Hypoxia-Driven Metabolic and Apoptotic Reprogramming Amplifies Immunomodulation in Wharton’s Jelly-Derived Mesenchymal Stem Cells Beyond Bone Marrow Counterparts

Mesenchymal stem cells (MSCs) possess immunomodulatory properties that can be harnessed for treating acute graft-versus-host disease (aGVHD). In this study, we compared bone marrow- (BM) and Wharton’s Jelly-derived (WJ) MSCs and investigated how hypoxia preconditioning (1% O₂, 24 h) influences their immunoregulatory function.
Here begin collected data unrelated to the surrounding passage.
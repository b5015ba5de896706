//! Seeded pseudo-random streams
//!
//! There is no global generator: every consumer receives an explicit [`Rng`]. Work that may
//! run in parallel asks for an independent [`stream`] per unit of work, keyed by its index, so
//! the outcome does not depend on scheduling.

use std::time::{SystemTime, UNIX_EPOCH};

use oorandom::Rand64;

pub type Rng = Rand64;

/// Creates a generator from a user supplied seed
pub fn seeded(seed: u64) -> Rng {
    let lo = splitmix64(seed);
    let hi = splitmix64(lo);

    Rand64::new((u128::from(hi) << 64) | u128::from(lo))
}

/// Creates a generator seeded from the system clock, returning the seed so the run can be
/// reproduced later
pub fn from_clock() -> (u64, Rng) {
    let nanos = SystemTime::now()
        .duration_since(UNIX_EPOCH)
        .map(|d| d.as_nanos() as u64)
        .unwrap_or(0x2545_F491_4F6C_DD1D);

    (nanos, seeded(nanos))
}

/// Draws a base seed for a family of streams from `rng`
pub fn base_seed(rng: &mut Rng) -> u128 {
    (u128::from(rng.rand_u64()) << 64) | u128::from(rng.rand_u64())
}

/// Returns the generator for the `index`-th unit of work of the family identified by `base`
///
/// Distinct indices yield statistically independent generators, and the same `(base, index)`
/// pair always yields the same one.
pub fn stream(base: u128, index: u64) -> Rng {
    let lo = splitmix64(base as u64 ^ splitmix64(index));
    let hi = splitmix64((base >> 64) as u64 ^ lo);

    Rand64::new((u128::from(hi) << 64) | u128::from(lo))
}

// SplitMix64 finalizer (Steele, Lea & Flood 2014)
fn splitmix64(mut z: u64) -> u64 {
    z = z.wrapping_add(0x9E37_79B9_7F4A_7C15);
    z = (z ^ (z >> 30)).wrapping_mul(0xBF58_476D_1CE4_E5B9);
    z = (z ^ (z >> 27)).wrapping_mul(0x94D0_49BB_1331_11EB);
    z ^ (z >> 31)
}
Using direct co-cultures with activated peripheral blood mononuclear cells from aGVHD patients, we evaluated T-cell proliferation, Treg induction, macrophage polarization, mitochondrial transfer, and MSC apoptosis. Hypoxia-preconditioned WJ-MSCs (WJ-MSCsHYP) more effectively suppressed T-cell proliferation, enhanced Treg differentiation, promoted M2 macrophage polarization, and improved T-cell metabolic balance via mitochondrial transfer. These effects were primarily driven by apoptosis and occurred independently of efferocytosis. Our findings highlight tissue-specific mechanisms underlying MSCs' immunoregulation and reveal that hypoxia enhances the therapeutic potential of WJ-MSCs. This work provides mechanistic insight into MSCs-based interventions and supports WJ-MSCsHYP as a promising cell source for immunomodulatory therapy in inflammatory disorders such as aGVHD.